Step 3: Automated Overtaking Detection

A rule-based application utilizes the tracking data to detect overtaking maneuvers:

• Direction Recognition: Objects are classified as moving "forward" or "backward" relative to the cyclist based on their movement across the image center over a 5-frame window.
• Overtaking Logic: An overtake is detected when a vehicle moving forward crosses specific longitude thresholds (e.g., -90° to 90°) relative to the cyclist.

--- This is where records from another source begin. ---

//! Session behaviour against a solver that replays scripted status codes.

use std::collections::VecDeque;
use zode_solvers::{
    AuxParams, Complex64, IntegrationError, MethodClass, Options, Session, Solver, SolverCall,
    State, StepOutcome, Task, Tolerances,
};

/// What the session handed to the solver on one call.
#[derive(Clone, Debug, PartialEq)]
struct Record {
    istate: i32,
    neq: usize,
    t: f64,
    tout: f64,
    itol: i32,
    itask: i32,
    iopt: i32,
    mf: i32,
    lengths: (usize, usize, usize),
    calls_seen: i32,
}

/// Replays `(status, fraction of the way to tout)` pairs.
#[derive(Default)]
struct Scripted {
    script: VecDeque<(i32, f64)>,
    records: Vec<Record>,
}

impl Scripted {
    fn new(script: &[(i32, f64)]) -> Self {
        Scripted {
            script: script.iter().copied().collect(),
            records: Vec::new(),
        }
    }
}

impl Solver for Scripted {
    fn call(&mut self, call: SolverCall<'_>) {
        self.records.push(Record {
            istate: *call.istate,
            neq: call.neq,
            t: *call.t,
            tout: call.tout,
            itol: call.itol,
            itask: call.itask,
            iopt: call.iopt,
            mf: call.mf,
            lengths: (call.zwork.len(), call.rwork.len(), call.iwork.len()),
            calls_seen: call.iwork[0],
        });
        // Scratch persists between calls.
        call.iwork[0] += 1;

        let (code, fraction) = self.script.pop_front().unwrap_or((2, 1.0));
        let reached = if fraction == 1.0 {
            call.tout
        } else {
            *call.t + fraction * (call.tout - *call.t)
        };
        let mut dx = vec![Complex64::new(0.0, 0.0); call.neq];
        call.f.field(*call.t, call.y, &mut dx, call.aux);
        for (y, d) in call.y.iter_mut().zip(dx.iter()) {
            *y += *d * (reached - *call.t);
        }
        *call.t = reached;
        *call.istate = code;
    }
}

fn drift(_t: f64, _x: &[Complex64], dx: &mut [Complex64], aux: &AuxParams) {
    for d in dx.iter_mut() {
        *d = Complex64::new(aux.real.first().copied().unwrap_or(1.0), 0.0);
    }
}

fn scripted_session(
    script: &[(i32, f64)],
    method: MethodClass,
) -> Session<fn(f64, &[Complex64], &mut [Complex64], &AuxParams), Scripted> {
    Session::with_solver(
        Scripted::new(script),
        2,
        method,
        Tolerances::new(1e-6, 1e-6),
        drift as fn(f64, &[Complex64], &mut [Complex64], &AuxParams),
        0.0,
        Options::default(),
        AuxParams::default(),
    )
    .unwrap()
}

fn zero_state() -> State {
    State::from_vec(vec![Complex64::new(0.0, 0.0); 2])
}

#[test]
fn calls_follow_the_zvode_contract() {
    let mut session = scripted_session(&[], MethodClass::NonStiff);
    let mut x = zero_state();
    assert_eq!(session.step(&mut x, 0.5), Ok(0.5));
    assert_eq!(session.step(&mut x, 0.25), Ok(0.75));
    assert_eq!(x[0], Complex64::new(0.75, 0.0));

    let sizes = session.sizes();
    let records = &session.solver().records;
    assert_eq!(records.len(), 2);
    for (i, r) in records.iter().enumerate() {
        assert_eq!(r.neq, 2);
        assert_eq!(r.itol, 1);
        assert_eq!(r.itask, 1);
        assert_eq!(r.iopt, 0);
        assert_eq!(r.mf, 10);
        assert_eq!(r.lengths, (sizes.complex, sizes.real, sizes.int));
        assert_eq!(r.calls_seen, i as i32);
    }
    assert_eq!(records[0].istate, 1);
    assert_eq!((records[0].t, records[0].tout), (0.0, 0.5));
    assert_eq!(records[1].istate, 2);
    assert_eq!((records[1].t, records[1].tout), (0.5, 0.75));
}

#[test]
fn stiff_sessions_request_the_stiff_method() {
    let mut session = scripted_session(&[], MethodClass::Stiff);
    let mut x = zero_state();
    session.step(&mut x, 1.0).unwrap();
    let r = &session.solver().records[0];
    assert_eq!(r.mf, 22);
    assert_eq!(r.lengths, (24, 22, 32));
}

#[test]
fn options_are_forwarded() {
    let options = Options {
        task: Task::OneStep,
        max_steps: Some(2000),
        ..Options::default()
    };
    let aux = AuxParams::new(vec![3.0], vec![]);
    let mut session = Session::with_solver(
        Scripted::default(),
        1,
        MethodClass::NonStiff,
        Tolerances::new(1e-6, 1e-6),
        drift,
        1.0,
        options,
        aux,
    )
    .unwrap();
    let mut x = State::from_vec(vec![Complex64::new(0.0, 0.0)]);
    assert_eq!(session.step(&mut x, 2.0), Ok(3.0));
    assert_eq!(x[0], Complex64::new(6.0, 0.0));

    let r = &session.solver().records[0];
    assert_eq!(r.itask, 2);
    assert_eq!(r.iopt, 1);
}

#[test]
fn every_failure_code_is_classified() {
    let cases = [
        (-1, StepOutcome::ExcessWork),
        (-2, StepOutcome::ExcessAccuracyRequested),
        (-3, StepOutcome::IllegalInput),
        (-4, StepOutcome::RepeatedErrorTestFailure),
        (-5, StepOutcome::RepeatedConvergenceFailure),
        (-6, StepOutcome::VanishingErrorWeight),
    ];
    for (code, outcome) in cases.iter() {
        let mut session = scripted_session(&[(*code, 0.5)], MethodClass::NonStiff);
        let mut x = zero_state();
        let err = session.step(&mut x, 1.0).unwrap_err();
        assert_eq!(err.outcome(), *outcome);
        assert_eq!(session.status(), *code);
        assert_eq!(session.outcome(), Some(*outcome));
        // The error carries the time the solver reached.
        assert_eq!(session.time(), 0.5);
        assert_eq!(x[0], Complex64::new(0.5, 0.0));
    }
}

#[test]
fn failures_carry_the_time_reached() {
    let mut session = scripted_session(&[(-1, 0.25)], MethodClass::Stiff);
    let mut x = zero_state();
    assert_eq!(
        session.step(&mut x, 2.0),
        Err(IntegrationError::ExcessWork { t: 0.5 })
    );
}

#[test]
fn unrecognized_codes_are_never_success() {
    for code in [7, 1, 3, 0].iter() {
        let mut session = scripted_session(&[(*code, 1.0)], MethodClass::NonStiff);
        let mut x = zero_state();
        let err = session.step(&mut x, 1.0).unwrap_err();
        assert_eq!(
            err,
            IntegrationError::UnrecognizedStatus {
                code: *code,
                t: 1.0
            }
        );
        assert_eq!(err.outcome(), StepOutcome::Unrecognized(*code));
        assert!(!err.outcome().is_success());
    }
}

#[test]
fn failed_status_is_passed_back_until_resumed() {
    let mut session =
        scripted_session(&[(2, 1.0), (-1, 0.5), (-1, 0.5)], MethodClass::NonStiff);
    let mut x = zero_state();
    assert_eq!(session.step(&mut x, 1.0), Ok(1.0));
    assert!(session.step(&mut x, 1.0).is_err());
    assert!(session.step(&mut x, 0.5).is_err());
    assert_eq!(session.solver().records[2].istate, -1);
    assert_eq!(session.time(), 1.75);

    session.resume();
    assert_eq!(session.step(&mut x, 0.25), Ok(2.0));
    assert_eq!(session.solver().records[3].istate, 2);

    session.restart();
    session.step(&mut x, 1.0).unwrap();
    let last = session.solver().records.last().cloned();
    assert_eq!(last.map(|r| (r.istate, r.calls_seen)), Some((1, 4)));
}

#[test]
fn resume_without_a_completed_call_starts_afresh() {
    let mut session = scripted_session(&[(-5, 0.5)], MethodClass::Stiff);
    let mut x = zero_state();
    assert!(session.step(&mut x, 1.0).is_err());
    session.resume();
    session.step(&mut x, 1.0).unwrap();
    assert_eq!(session.solver().records[1].istate, 1);
}

#[test]
fn rejected_inputs_never_reach_the_solver() {
    let mut session = scripted_session(&[], MethodClass::NonStiff);
    let mut x = zero_state();
    assert!(session.step(&mut x, f64::INFINITY).is_err());
    let mut short = State::from_vec(vec![Complex64::new(0.0, 0.0)]);
    assert!(session.step(&mut short, 1.0).is_err());
    assert!(session.solver().records.is_empty());
    assert_eq!(session.status(), 1);
}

The system outputs the start/end frames and track IDs for confirmed overtakes.

3. Key Contributions

• Novel Detection Framework: A method to project equirectangular images into perspective sub-images and merge results, significantly improving detection accuracy for small and medium objects without requiring retraining from scratch.
• Panoramic-Aware Tracking: Modifications to StrongSORT that incorporate category filtering and boundary continuity logic, specifically addressing the unique challenges of 360° video tracking.
• Annotated Dataset: Creation of a specialized dataset with 24,454 annotated objects and 224 tracks from London cyclists, including ground truth for overtaking events.
• End-to-End Safety Pipeline: An integrated system that moves from raw video to automated detection of specific safety-critical behaviors (overtaking), validated on real-world data.

4. Experimental Results

The methodology was evaluated on panoramic videos collected in London under diverse conditions (day, night, rain, glare).

• Object Detection:

  • The proposed method improved the Average Precision (AP) for small objects significantly compared to the baseline YOLO12n.
  • At an input resolution of 1920, the proposed model achieved an AP50:95 of 19.4% (with merging) compared to 13.3% for the original model.
  • The merging strategy effectively recovered precision for medium-sized objects that were previously split by projection.

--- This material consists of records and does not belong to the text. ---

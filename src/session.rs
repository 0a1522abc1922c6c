//! Integration sessions: creation, stepping and teardown.

use crate::builtin::Builtin;
use crate::constants::{flags, int, real};
use crate::solver::{Solver, SolverCall, Task};
use crate::status::{classify, StepOutcome, CONTINUE, FIRST_CALL};
use crate::workspace::{MethodClass, Workspace, WorkspaceSizes};
use crate::zvode_shared::{
    AuxParams, ConfigError, IntegrationError, SessionError, Stats, Tolerances, VectorField,
};
use crate::State;

use serde::{Deserialize, Serialize};

/// Optional settings of a session. The defaults reproduce a plain solver call
/// without optional inputs.
#[derive(Clone, Debug, Default, PartialEq, Serialize, Deserialize)]
pub struct Options {
    /// Task requested on every call. Default is `Task::Normal`.
    pub task: Task,
    /// Initial step size. None lets the solver choose it.
    pub h0: Option<f64>,
    /// Maximal absolute step size.
    pub h_max: Option<f64>,
    /// Minimal absolute step size.
    pub h_min: Option<f64>,
    /// Maximum number of internal steps per call. Default is 500.
    pub max_steps: Option<u32>,
    /// Maximum number of "t + h = t" warnings. Default is 10.
    pub max_warnings: Option<u32>,
}

impl Options {
    fn has_optional_inputs(&self) -> bool {
        self.h0.is_some()
            || self.h_max.is_some()
            || self.h_min.is_some()
            || self.max_steps.is_some()
            || self.max_warnings.is_some()
    }

    fn validate(&self) -> Result<(), ConfigError> {
        if matches!(self.h0, Some(h) if !h.is_finite()) {
            return Err(ConfigError::InvalidOption("h0 must be finite"));
        }
        for h in [self.h_max, self.h_min].iter().flatten() {
            if !(h.is_finite() && *h >= 0.0) {
                return Err(ConfigError::InvalidOption(
                    "h_max and h_min must be finite and non-negative",
                ));
            }
        }
        for n in [self.max_steps, self.max_warnings].iter().flatten() {
            if i32::try_from(*n).is_err() {
                return Err(ConfigError::InvalidOption(
                    "max_steps and max_warnings must fit a 32-bit integer",
                ));
            }
        }
        Ok(())
    }

    /// Writes the optional inputs into their scratch slots.
    fn write(&self, ws: &mut Workspace) {
        let count = |n: Option<u32>| n.and_then(|n| i32::try_from(n).ok()).unwrap_or(0);
        ws.rwork[real::H0] = self.h0.unwrap_or(0.0);
        ws.rwork[real::HMAX] = self.h_max.unwrap_or(0.0);
        ws.rwork[real::HMIN] = self.h_min.unwrap_or(0.0);
        ws.iwork[int::MXSTEP] = count(self.max_steps);
        ws.iwork[int::MXHNIL] = count(self.max_warnings);
    }
}

/// One ongoing integration of dx/dt = F(x, t).
///
/// The session owns the current time, the tolerances, the auxiliary
/// parameters and the scratch workspace. The caller owns the state vector and
/// lends it to every [`Session::step`] call; modifying it between calls
/// perturbs the solver's continuation state.
///
/// Stepping takes `&mut self`, so calls on one session are sequential.
/// [`Session::finish`] consumes the session.
pub struct Session<F, S = Builtin> {
    f: F,
    solver: S,
    method: MethodClass,
    neq: usize,
    t: f64,
    tolerances: Tolerances,
    task: Task,
    iopt: i32,
    istate: i32,
    started: bool,
    workspace: Workspace,
    aux: AuxParams,
}

impl<F: VectorField> Session<F> {
    /// Creates a session with the built-in solver and default options.
    ///
    /// # Arguments
    ///
    /// * `neq`         - Number of equations
    /// * `method`      - Method class, fixed for the session
    /// * `tolerances`  - Relative and absolute tolerance
    /// * `f`           - Structure implementing the VectorField trait
    /// * `t0`          - Initial time
    ///
    pub fn new(
        neq: usize,
        method: MethodClass,
        tolerances: Tolerances,
        f: F,
        t0: f64,
    ) -> Result<Self, SessionError> {
        Self::with_solver(
            Builtin,
            neq,
            method,
            tolerances,
            f,
            t0,
            Options::default(),
            AuxParams::default(),
        )
    }

    /// Creates a session with the built-in solver.
    ///
    /// # Arguments
    ///
    /// * `options` - Task and optional inputs of the solver
    /// * `aux`     - Auxiliary parameters forwarded to every evaluation of `f`
    ///
    pub fn with_options(
        neq: usize,
        method: MethodClass,
        tolerances: Tolerances,
        f: F,
        t0: f64,
        options: Options,
        aux: AuxParams,
    ) -> Result<Self, SessionError> {
        Self::with_solver(Builtin, neq, method, tolerances, f, t0, options, aux)
    }
}

impl<F: VectorField, S: Solver> Session<F, S> {
    /// Creates a session driving `solver`.
    #[allow(clippy::too_many_arguments)]
    pub fn with_solver(
        solver: S,
        neq: usize,
        method: MethodClass,
        tolerances: Tolerances,
        f: F,
        t0: f64,
        options: Options,
        aux: AuxParams,
    ) -> Result<Self, SessionError> {
        tolerances.validate()?;
        options.validate()?;
        if !t0.is_finite() {
            return Err(ConfigError::InvalidOption("initial time must be finite").into());
        }
        let sizes = WorkspaceSizes::new(neq, method)?;
        let mut workspace = Workspace::allocate(sizes)?;
        let iopt = if options.has_optional_inputs() {
            options.write(&mut workspace);
            1
        } else {
            0
        };
        log::debug!(
            "new session: {} equations, method flag {}, workspace {:?}",
            neq,
            method.flag(),
            sizes
        );

        Ok(Session {
            f,
            solver,
            method,
            neq,
            t: t0,
            tolerances,
            task: options.task,
            iopt,
            istate: FIRST_CALL,
            started: false,
            workspace,
            aux,
        })
    }

    /// Advances the state by `dt` with one solver call.
    ///
    /// Returns the time reached. On error, `x` and the session time hold the
    /// last point the solver accepted, and the session status keeps the
    /// failure code until [`Session::restart`] or [`Session::resume`] is called.
    pub fn step(&mut self, x: &mut State, dt: f64) -> Result<f64, IntegrationError> {
        if !dt.is_finite() {
            let err = IntegrationError::NonFiniteIncrement { dt };
            log::warn!("{}", err);
            return Err(err);
        }
        if x.len() != self.neq {
            let err = IntegrationError::StateLength {
                expected: self.neq,
                actual: x.len(),
            };
            log::warn!("{}", err);
            return Err(err);
        }

        let tout = self.t + dt;
        log::trace!("step from t = {} to t = {} (status {})", self.t, tout, self.istate);
        let ws = &mut self.workspace;
        self.solver.call(SolverCall {
            f: &self.f,
            neq: self.neq,
            y: x.as_mut_slice(),
            t: &mut self.t,
            tout,
            itol: flags::ITOL_SCALAR,
            rtol: self.tolerances.rtol,
            atol: self.tolerances.atol,
            itask: self.task.code(),
            istate: &mut self.istate,
            iopt: self.iopt,
            zwork: &mut ws.zwork[..],
            rwork: &mut ws.rwork[..],
            iwork: &mut ws.iwork[..],
            mf: self.method.flag(),
            aux: &self.aux,
        });

        match IntegrationError::from_outcome(classify(self.istate), self.t) {
            None => {
                self.started = true;
                Ok(self.t)
            }
            Some(err) => {
                log::warn!("{}", err);
                Err(err)
            }
        }
    }

    /// Makes the next step a fresh start from the current time and state,
    /// discarding the solver's step size and history.
    pub fn restart(&mut self) {
        self.istate = FIRST_CALL;
    }

    /// Lets the next step continue from the solver's saved state after a
    /// failed call. A session that never completed a call starts afresh.
    pub fn resume(&mut self) {
        self.istate = if self.started { CONTINUE } else { FIRST_CALL };
    }

    /// Current time.
    pub fn time(&self) -> f64 {
        self.t
    }

    pub fn equation_count(&self) -> usize {
        self.neq
    }

    pub fn method(&self) -> MethodClass {
        self.method
    }

    pub fn tolerances(&self) -> Tolerances {
        self.tolerances
    }

    pub fn aux(&self) -> &AuxParams {
        &self.aux
    }

    /// Raw status code of the most recent call, or the first-call sentinel.
    pub fn status(&self) -> i32 {
        self.istate
    }

    /// Classification of the most recent call. None before the first call.
    pub fn outcome(&self) -> Option<StepOutcome> {
        if self.istate == FIRST_CALL {
            None
        } else {
            Some(classify(self.istate))
        }
    }

    /// The solver driven by this session.
    pub fn solver(&self) -> &S {
        &self.solver
    }

    pub fn sizes(&self) -> WorkspaceSizes {
        self.workspace.sizes()
    }

    /// Statistics reported by the solver so far.
    pub fn stats(&self) -> Stats {
        Stats::from_workspace(&self.workspace)
    }

    /// Ends the session, releasing its scratch buffers, and returns the final statistics.
    pub fn finish(self) -> Stats {
        let stats = self.stats();
        log::debug!("session finished at t = {}", self.t);
        stats
    }
}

• Multiple Object Tracking (MOT):

  • Integrating category support and boundary continuity reduced False Positives (FP) by 33.5% (from 818 to 544).
  • ID Switches (IDs) were reduced by 10.9% (from 101 to 90).
  • The IDF1 score improved from 45.4% (Improved YOLO only) to 50.0% (with all enhancements), matching the performance of the original model on standard videos.

• Overtaking Detection:

  • The full pipeline achieved an F1-score of 0.82 (Precision: 83.3%, Recall: 80.0%) for detecting overtaking events.
  • False Positives were primarily caused by cyclists checking their shoulders or turning, which altered the relative motion of static vehicles.
  • False Negatives occurred mainly with black cars at night (detection failure) or buses with unstable bounding boxes.

5. Significance and Impact

• Safety Analysis: This research provides a scalable method to generate "near-miss" data from routine cycling videos, overcoming the limitations of sparse crash records. This allows for fine-grained analysis of risk factors (e.g., time of day, vehicle type).
• Policy and Infrastructure: The automated detection of overtaking distances and locations can inform urban planning (e.g., lane widths, buffer zones) and policy enforcement (e.g., minimum passing distance laws).
• Real-Time Potential: The framework is designed for lightweight deployment, suggesting potential for real-time rider alerts (e.g., early warnings of approaching vehicles) via edge devices.
• Generalizability: While tested on cycling, the framework is applicable to any scenario requiring 360° monitoring, such as autonomous vehicles or pedestrian safety analysis.

Limitations & Future Work:
The authors note that detection of very large objects can still degrade due to projection splitting, and night-time detection of dark vehicles remains challenging. Future work includes increasing sub-image overlap, parallel processing for speed, and retraining ReID networks specifically for vehicles to further reduce ID switches.